Your answer is a copy of every line in the records where "BackendHandler" appears.

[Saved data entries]
________________________

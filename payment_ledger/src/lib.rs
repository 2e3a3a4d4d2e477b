//! Payment Ledger
//!
//! The payment ledger is the transaction-group core of a multi-tenant card/ACH payment backend. It records every
//! authorization, sale, capture, void and refund as an immutable row, groups the rows of one funding lifecycle under
//! a shared group id, and derives each group's state from those rows on demand.
//!
//! The library is divided into these sections:
//! 1. Storage ([`mod@traits`] and [`mod@sqlite`]). Backends implement [`LedgerStore`]; SQLite is the supported one.
//!    The data types used in the ledger live in [`mod@db_types`] and are public.
//! 2. The public API ([`mod@ledger_api`]). [`TransactionFlowApi`] performs the mutating operations, each of which is
//!    idempotent on its caller-supplied transaction id, and [`LedgerQueryApi`] serves reads.
//! 3. Authorization ([`mod@authorization`]). Every API call takes an [`AuthContext`] that decides which merchant a
//!    mutation is charged to and which rows a caller may see.
//!
//! The ledger also emits events ([`mod@events`]) when transactions are recorded and when groups close, which you can
//! hook into to perform custom actions.
pub mod authorization;
pub mod config;
pub mod db_types;
pub mod events;
pub mod helpers;
pub mod ledger_api;
#[cfg(feature = "sqlite")]
pub mod sqlite;
pub mod traits;

#[cfg(any(feature = "test_utils", test))]
pub mod test_utils;

pub use authorization::{AuthClaims, AuthContext, AuthorizationError};
pub use config::LedgerConfig;
pub use ledger_api::{
    errors::LedgerApiError,
    transaction_objects,
    GroupState,
    GroupStatus,
    LedgerQueryApi,
    MutationCoordinator,
    TransactionFlowApi,
};
#[cfg(feature = "sqlite")]
pub use sqlite::SqliteDatabase;
pub use traits::{GroupLock, LedgerStore, LedgerStoreError, LedgerWriter, PaymentGateway};
//! The ledger's public API.
//!
//! [`TransactionFlowApi`] performs the mutating operations and [`LedgerQueryApi`] the reads. Both are generic over
//! the storage backend ([`crate::traits::LedgerStore`]); the flow API is also generic over the payment gateway
//! adapter ([`crate::traits::PaymentGateway`]).
pub mod errors;
pub mod group_state;
pub mod ledger_query_api;
pub mod mutation_coordinator;
pub mod transaction_flow_api;
pub mod transaction_objects;

pub use errors::LedgerApiError;
pub use group_state::{CaptureEntry, FollowOnOperation, GroupRoot, GroupState, GroupStatus};
pub use ledger_query_api::LedgerQueryApi;
pub use mutation_coordinator::{MutationCoordinator, MutationOutcome};
pub use transaction_flow_api::TransactionFlowApi;
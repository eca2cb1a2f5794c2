pub mod client;
pub mod draft;
pub mod types;

pub use client::AvailabilityClient;
pub use draft::{AvailabilityDraft, SlotPreview, preview};
pub use types::{AvailabilityException, Branch, NewException, WeeklySlotRequest};
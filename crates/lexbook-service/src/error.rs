use thiserror::Error;

/// Errors raised while validating drafts or talking to the backend
#[derive(Error, Debug)]
pub enum ServiceError {
    #[error(transparent)]
    ScheduleError(#[from] lexbook_schedule::error::ScheduleError),

    #[error("HTTP error: {0}")]
    HttpError(#[from] reqwest::Error),

    #[error("Backend responded with {status}: {body}")]
    Backend { status: u16, body: String },

    #[error("Invalid URL: {0}")]
    InvalidUrl(String),

    #[error("Validation error: {0}")]
    ValidationError(String),
}

impl ServiceError {
    /// Status code reported by the backend, if this error came from one.
    #[must_use]
    pub const fn backend_status(&self) -> Option<u16> {
        match self {
            Self::Backend { status, .. } => Some(*status),
            _ => None,
        }
    }
}

pub type ServiceResult<T> = std::result::Result<T, ServiceError>;
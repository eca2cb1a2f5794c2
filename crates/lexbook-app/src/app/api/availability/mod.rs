//! Availability wizard endpoints: occurrence preview, time validation, calendar
//! export, and pass-through of slot and exception management to the backend.

use salvo::http::StatusCode;
use salvo::writing::Json;
use salvo::{Response, Router};
use serde::{Deserialize, Serialize};

use super::AVAILABILITY_ROUTE_COMPONENT;
use crate::error::AppError;

mod branches;
mod exceptions;
mod export;
mod preview;
mod time_range;
mod weekly;

pub use export::ExportRequest;
pub use preview::PreviewRequest;
pub use time_range::{TimeRangeRequest, TimeRangeResponse};

/// ## Summary
/// Error response payload
#[derive(Debug, Serialize, Deserialize)]
pub struct ErrorResponse {
    pub error: String,
}

pub(super) fn render_error(res: &mut Response, status: StatusCode, error: impl Into<String>) {
    res.status_code(status);
    res.render(Json(ErrorResponse {
        error: error.into(),
    }));
}

pub(super) fn render_app_error(res: &mut Response, err: &AppError) {
    let status = err.status_code();
    if status.is_server_error() {
        tracing::error!(error = %err, status = status.as_u16(), "Availability request failed");
    } else {
        tracing::debug!(error = %err, status = status.as_u16(), "Availability request rejected");
    }
    render_error(res, status, err.to_string());
}

#[must_use]
pub fn routes() -> Router {
    Router::with_path(AVAILABILITY_ROUTE_COMPONENT)
        .push(preview::routes())
        .push(time_range::routes())
        .push(export::routes())
        .push(weekly::routes())
        .push(branches::routes())
        .push(exceptions::routes())
}
use lexbook_core::error::CoreError;
use lexbook_service::availability::AvailabilityClient;
use salvo::async_trait;
use salvo::http::header::AUTHORIZATION;

use crate::error::AppResult;

pub struct BackendHandler {
    pub client: AvailabilityClient,
}

#[async_trait]
impl salvo::Handler for BackendHandler {
    #[tracing::instrument(skip(self, req, depot, _res, _ctrl))]
    async fn handle(
        &self,
        req: &mut salvo::Request,
        depot: &mut salvo::Depot,
        _res: &mut salvo::Response,
        _ctrl: &mut salvo::FlowCtrl,
    ) {
        // A caller's own bearer token takes precedence over the configured one.
        let client = match bearer_token(req) {
            Some(token) => self.client.with_token(Some(token)),
            None => self.client.clone(),
        };
        depot.inject(client);
    }
}

fn bearer_token(req: &salvo::Request) -> Option<String> {
    let value = req.headers().get(AUTHORIZATION)?.to_str().ok()?;
    let token = value.strip_prefix("Bearer ")?.trim();
    (!token.is_empty()).then(|| token.to_string())
}

/// ## Summary
/// Retrieves the backend client from the depot.
///
/// ## Errors
/// Returns an error if the backend client is not found in the depot.
pub fn get_backend_from_depot(depot: &salvo::Depot) -> AppResult<AvailabilityClient> {
    depot
        .obtain::<AvailabilityClient>()
        .cloned()
        .map_err(|_err| CoreError::InvariantViolation("Backend client not found in depot").into())
}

________________________

→ Reply to the exercise
pub struct BackendHandler {
impl salvo::Handler for BackendHandler {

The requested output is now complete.